Wednesday, September 2, 2009

To God Alone be the Glory

Isaiah 43:1-4,7 - But now, this is what the LORD says--he who created you...he who formed you..."Fear not, for I have redeemed you; I have summoned you by name; you are mine.  When you pass through the waters, I will be with you; and when you pass through the rivers, they will not sweep over you. When you walk through the fire, you will not be burned; the flames will not set you ablaze. For I am the LORD, your God, the Holy One of Israel, your Savior...you are precious and honored in my sight...Do not be afraid, for I am with you...everyone who is called by my name, whom I created for my glory, whom I formed and made."

So, it's 4:00 a.m. and I'm wide awake.  A Christian song kept repeating itself each time I awoke last night.  It's titled, To God Alone and it was written and sung by Aaron Shust.  Don't you know that God can awaken you in the middle of the night when He wants to teach you something?  He can do that.  He's God! And we can either turn over and ignore His voice or we can listen.  He musta known the attitude of my heart when I went to bed last night!  No, He did know the attitude!

I was fretting about how poorly I golfed last night. "You need to practice more," my husband drove into my head--no pun intended.  Then I went on to complain about how old and fat I was getting!  I put all thoughts and the suggestion to rest and fell asleep.  So I awoke multiple times, this song going through my head.  The words that kept ringing in my hears were: To God alone be the glory, To God alone be the praise. Everything I say and do, Let it be all for You. The glory is Yours alone, Yours alone. 

Yesterday, and somehow all this I'm spelling out will come together, I promise, I was reading in 1 Corinthians about the gifts God gives to us. Some are the talents we have in the natural world. Some are spiritual. The point I want to make is that God has given each of us specific, diverse gifts.  We will not always have the gifts others have.  I won't go into 1 Corinthians, but will point this out: 1 Corinthians 12:6 says:  ...there are diversities of activities, but it is the same God who works all in all.  It is God who works these gifts within us.  


So my point is, am I giving God the glory for anything?  This was one of the questions I was asking myself before I arose. I believe not only will God awaken us, but will be the asker of those questions.  Harumph.  My guess is He is trying to show me something about myself.  If I say that I am in Christ, that I am a follower of Christ and claim He is the center of my life, do people know this about me?  The thought came to me that I just don't wear my Christianity on my sleeve.  But that's what He wants us to do.  Why hide Him if He's that important?

Then another thought came to me.  Ugh.  Do I keep Him hidden because I'm not exhibiting all the qualities a good Christian should?  God was letting me know all night long through the chorus of that song what I should be doing...giving God all the glory...for my gifts, talents and how He made me.  I was not giving Him the glory for any of these things.

"You need to practice more."  There's the answer God was giving me.  I need to practice more my Christianity.  I need to practice more my patience, thankfulness, love and sharing of Jesus.  Yes, He redeemed me.  He summoned me by name and I am His.  He is with me always and He considers me precious and honored in His sight.  I am created for His glory.

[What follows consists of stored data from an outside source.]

//! This is the vector math module
//! Provide the Vector value type, dot product and L2 norm

use crate::error::{Result, VemcacheError};
use serde::{Deserialize, Serialize};
use std::fmt;

/// Ordered, non-empty sequence of finite `f64` components.
///
/// Vectors are values: every arithmetic operation builds a new one.
#[derive(Debug, Clone, PartialEq, Serialize, Deserialize)]
#[serde(try_from = "Vec<f64>", into = "Vec<f64>")]
pub struct Vector {
    components: Vec<f64>,
}

impl Vector {
    /// Builds a vector, rejecting empty input and non-finite components.
    ///
    /// # Examples
    ///
    /// ```
    /// use vemcache::Vector;
    ///
    /// let v = Vector::new(vec![3.0, 4.0]).unwrap();
    /// assert_eq!(v.dim(), 2);
    /// assert!(Vector::new(vec![]).is_err());
    /// assert!(Vector::new(vec![f64::NAN]).is_err());
    /// ```
    pub fn new(components: Vec<f64>) -> Result<Self> {
        if components.is_empty() {
            return Err(VemcacheError::invalid("vector must have at least one component"));
        }
        if let Some(pos) = components.iter().position(|x| !x.is_finite()) {
            return Err(VemcacheError::invalid(format!(
                "component {} is not a finite number",
                pos
            )));
        }
        Ok(Vector { components })
    }

    /// Parses wire tokens into a vector. Any bad token is a protocol error.
    pub fn parse<'a>(tokens: impl IntoIterator<Item = &'a str>) -> Result<Self> {
        let components = tokens
            .into_iter()
            .map(|s| {
                s.parse::<f64>()
                    .map_err(|_| VemcacheError::protocol(format!("invalid float '{}'", s)))
            })
            .collect::<Result<Vec<f64>>>()?;

        Vector::new(components).map_err(|e| VemcacheError::Protocol(e.to_string()))
    }

    pub fn dim(&self) -> usize {
        self.components.len()
    }

    pub fn components(&self) -> &[f64] {
        &self.components
    }

    /// L2 norm, ||v||
    pub fn norm(&self) -> f64 {
        norm(&self.components)
    }

    /// Builds a vector from components produced by arithmetic on valid inputs.
    /// Overflow can still yield infinities, which are reported instead of stored.
    pub(crate) fn from_computed(components: Vec<f64>) -> Result<Self> {
        Vector::new(components).map_err(|e| VemcacheError::invalid(format!("result {}", e)))
    }
}

impl TryFrom<Vec<f64>> for Vector {
    type Error = VemcacheError;

    fn try_from(components: Vec<f64>) -> Result<Self> {
        Vector::new(components)
    }
}

impl From<Vector> for Vec<f64> {
    fn from(v: Vector) -> Self {
        v.components
    }
}

/// Space separated components in shortest round-trip form, e.g. `1.0 2.5`
impl fmt::Display for Vector {
    fn fmt(&self, f: &mut fmt::Formatter<'_>) -> fmt::Result {
        for (i, x) in self.components.iter().enumerate() {
            if i > 0 {
                f.write_str(" ")?;
            }
            write!(f, "{:?}", x)?;
        }
        Ok(())
    }
}

/// Dot Product
/// dot_prod = sum(a[i] * b[i]) for i = 0..a.len()
/// Callers check dimensions; the slices must have equal length.
///
/// Four independent accumulators over fixed-size chunks let LLVM keep
/// the loop in vector registers.
pub(crate) fn dot(left: &[f64], right: &[f64]) -> f64 {
    debug_assert_eq!(left.len(), right.len());

    let mut acc = [0.0f64; 4];
    let l_chunks = left.chunks_exact(4);
    let r_chunks = right.chunks_exact(4);
    let l_tail = l_chunks.remainder();
    let r_tail = r_chunks.remainder();

    for (l, r) in l_chunks.zip(r_chunks) {
        acc[0] += l[0] * r[0];
        acc[1] += l[1] * r[1];
        acc[2] += l[2] * r[2];
        acc[3] += l[3] * r[3];
    }

    let mut sum = (acc[0] + acc[1]) + (acc[2] + acc[3]);
    for (x, y) in l_tail.iter().zip(r_tail.iter()) {
        sum += x * y;
    }
    sum
}

/// L2 Norm
/// ||vec|| = sqrt(vec . vec)
pub(crate) fn norm(vector: &[f64]) -> f64 {
    dot(vector, vector).sqrt()
}

/// Cosine similarity of two equal-length slices given their norms.
///
/// Zero magnitude on either side is defined as similarity 0.0. Rounding is
/// clamped to [-1, 1].
///
/// When a squared norm would overflow or underflow, both sides are first
/// rescaled by their largest absolute component, so `[1e200, 1e200]` is
/// still similarity 1.0 with itself.
pub(crate) fn cosine_with_norms(a: &[f64], b: &[f64], norm_a: f64, norm_b: f64) -> f64 {
    if !(well_scaled(norm_a) && well_scaled(norm_b)) {
        return cosine_rescaled(a, b);
    }
    clamp_similarity(dot(a, b) / (norm_a * norm_b))
}

/// `norm * norm` is a normal float, so `|dot| <= norm_a * norm_b` stays finite.
fn well_scaled(norm: f64) -> bool {
    (norm * norm).is_normal()
}

fn cosine_rescaled(a: &[f64], b: &[f64]) -> f64 {
    let max_a = max_abs(a);
    let max_b = max_abs(b);
    if max_a == 0.0 || max_b == 0.0 {
        return 0.0;
    }

    // Largest component becomes exactly +-1, so squared norms land in [1, dim]
    let a: Vec<f64> = a.iter().map(|x| x / max_a).collect();
    let b: Vec<f64> = b.iter().map(|x| x / max_b).collect();
    clamp_similarity(dot(&a, &b) / (norm(&a) * norm(&b)))
}

fn max_abs(v: &[f64]) -> f64 {
    v.iter().fold(0.0f64, |m, x| m.max(x.abs()))
}

fn clamp_similarity(cos: f64) -> f64 {
    if cos.is_nan() {
        return 0.0;
    }
    cos.clamp(-1.0, 1.0)
}

#[cfg(test)]
mod vector_test {
    use super::*;

    // ========== Construction Tests ==========

    #[test]
    fn test_new_rejects_empty() {
        let result = Vector::new(vec![]);
        assert!(matches!(result, Err(VemcacheError::InvalidArgument(_))));
    }

    #[test]
    fn test_new_rejects_non_finite() {
        assert!(Vector::new(vec![1.0, f64::INFINITY]).is_err());
        assert!(Vector::new(vec![f64::NAN]).is_err());
    }

    #[test]
    fn test_parse_tokens() {
        let v = Vector::parse(["1", "-2.5", "3e2"]).unwrap();
        assert_eq!(v.components(), &[1.0, -2.5, 300.0]);
        assert_eq!(v.dim(), 3);
    }

    #[test]
    fn test_parse_bad_token_is_protocol_error() {
        let result = Vector::parse(["1.0", "abc"]);
        match result {
            Err(VemcacheError::Protocol(msg)) => assert!(msg.contains("abc")),
            other => panic!("expected protocol error, got {:?}", other),
        }
    }

    #[test]
    fn test_parse_nan_is_protocol_error() {
        assert!(matches!(
            Vector::parse(["NaN"]),
            Err(VemcacheError::Protocol(_))
        ));
    }

    // ========== Display Tests ==========

    #[test]
    fn test_display_round_trips() {
        let v = Vector::new(vec![1.0, 0.1, -3.25, 1e-7]).unwrap();
        let text = v.to_string();
        assert_eq!(text, "1.0 0.1 -3.25 1e-7");

        let back = Vector::parse(text.split_whitespace()).unwrap();
        assert_eq!(back, v);
    }

    // ========== Dot Product / Norm Tests ==========

    #[test]
    fn test_dot_basic() {
        // 1*4 + 2*5 + 3*6 = 32
        let result = dot(&[1.0, 2.0, 3.0], &[4.0, 5.0, 6.0]);
        assert!((result - 32.0).abs() < 1e-12);
    }

    #[test]
    fn test_dot_longer_than_chunk() {
        let a: Vec<f64> = (1..=10).map(|x| x as f64).collect();
        let b = vec![1.0; 10];
        assert!((dot(&a, &b) - 55.0).abs() < 1e-12);
    }

    #[test]
    fn test_dot_orthogonal() {
        assert_eq!(dot(&[1.0, 0.0], &[0.0, 1.0]), 0.0);
    }

    #[test]
    fn test_norm_basic() {
        // ||[3,4]|| = 5
        let v = Vector::new(vec![3.0, 4.0]).unwrap();
        assert!((v.norm() - 5.0).abs() < 1e-12);
    }

    // ========== Cosine Tests ==========

    fn cosine(a: &[f64], b: &[f64]) -> f64 {
        cosine_with_norms(a, b, norm(a), norm(b))
    }

    #[test]
    fn test_cosine_zero_norm_is_zero() {
        assert_eq!(cosine(&[0.0, 0.0], &[3.0, 4.0]), 0.0);
        assert_eq!(cosine(&[1.0, 2.0], &[0.0, 0.0]), 0.0);
        assert_eq!(cosine(&[0.0], &[0.0]), 0.0);
    }

    #[test]
    fn test_cosine_huge_components() {
        let a = [1e200, 1e200];
        assert!(norm(&a).is_infinite());
        assert!((cosine(&a, &a) - 1.0).abs() < 1e-12);
        assert!((cosine(&a, &[-1e200, -1e200]) + 1.0).abs() < 1e-12);
        assert_eq!(cosine(&[f64::MAX, 0.0], &[0.0, f64::MAX]), 0.0);

        let mixed = cosine(&a, &[1.0, 0.0]);
        assert!((mixed - std::f64::consts::FRAC_1_SQRT_2).abs() < 1e-12);
    }

    #[test]
    fn test_cosine_tiny_components() {
        let a = [1e-200, 1e-200];
        assert_eq!(norm(&a), 0.0);
        assert!((cosine(&a, &a) - 1.0).abs() < 1e-12);

        let mixed = cosine(&a, &[1e-200, 0.0]);
        assert!((mixed - std::f64::consts::FRAC_1_SQRT_2).abs() < 1e-12);
    }

    #[test]
    fn test_cosine_clamped() {
        let c = cosine(&[0.1, 0.2, 0.3], &[0.1, 0.2, 0.3]);
        assert!(c <= 1.0);
        assert!((c - 1.0).abs() < 1e-12);
    }

    // ========== Serde Tests ==========

    #[test]
    fn test_serde_as_plain_array() {
        let v = Vector::new(vec![1.0, 2.0]).unwrap();
        let json = serde_json::to_string(&v).unwrap();
        assert_eq!(json, "[1.0,2.0]");

        let back: Vector = serde_json::from_str(&json).unwrap();
        assert_eq!(back, v);
        assert!(serde_json::from_str::<Vector>("[]").is_err());
    }
}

Oh, I am thankful for so many things and I realize God has given them to me.  But when it comes down to myself, I guess I've not been so satisfied.  That is not giving God glory. Shame on me.  I've been reprimanded--and it's wonderful.

How He loves us.  And He chastens those He loves.  I've been chastened through the lyrics of a song that God created through Aaron Shust!  To God alone be the glory.  I love it when He awakens something within to reveal something He needs to work out.  We're all like onions, I've heard, when we come into relationship with the Lord.  Little by little the old nature layers are peeled off until we reveal nothing more than the character of God.  I have a long way to go--and not much time left because I'm so old--so I'd better thank God for these early morning awakenings.  I understand as you age you don't sleep as well. Bring it on!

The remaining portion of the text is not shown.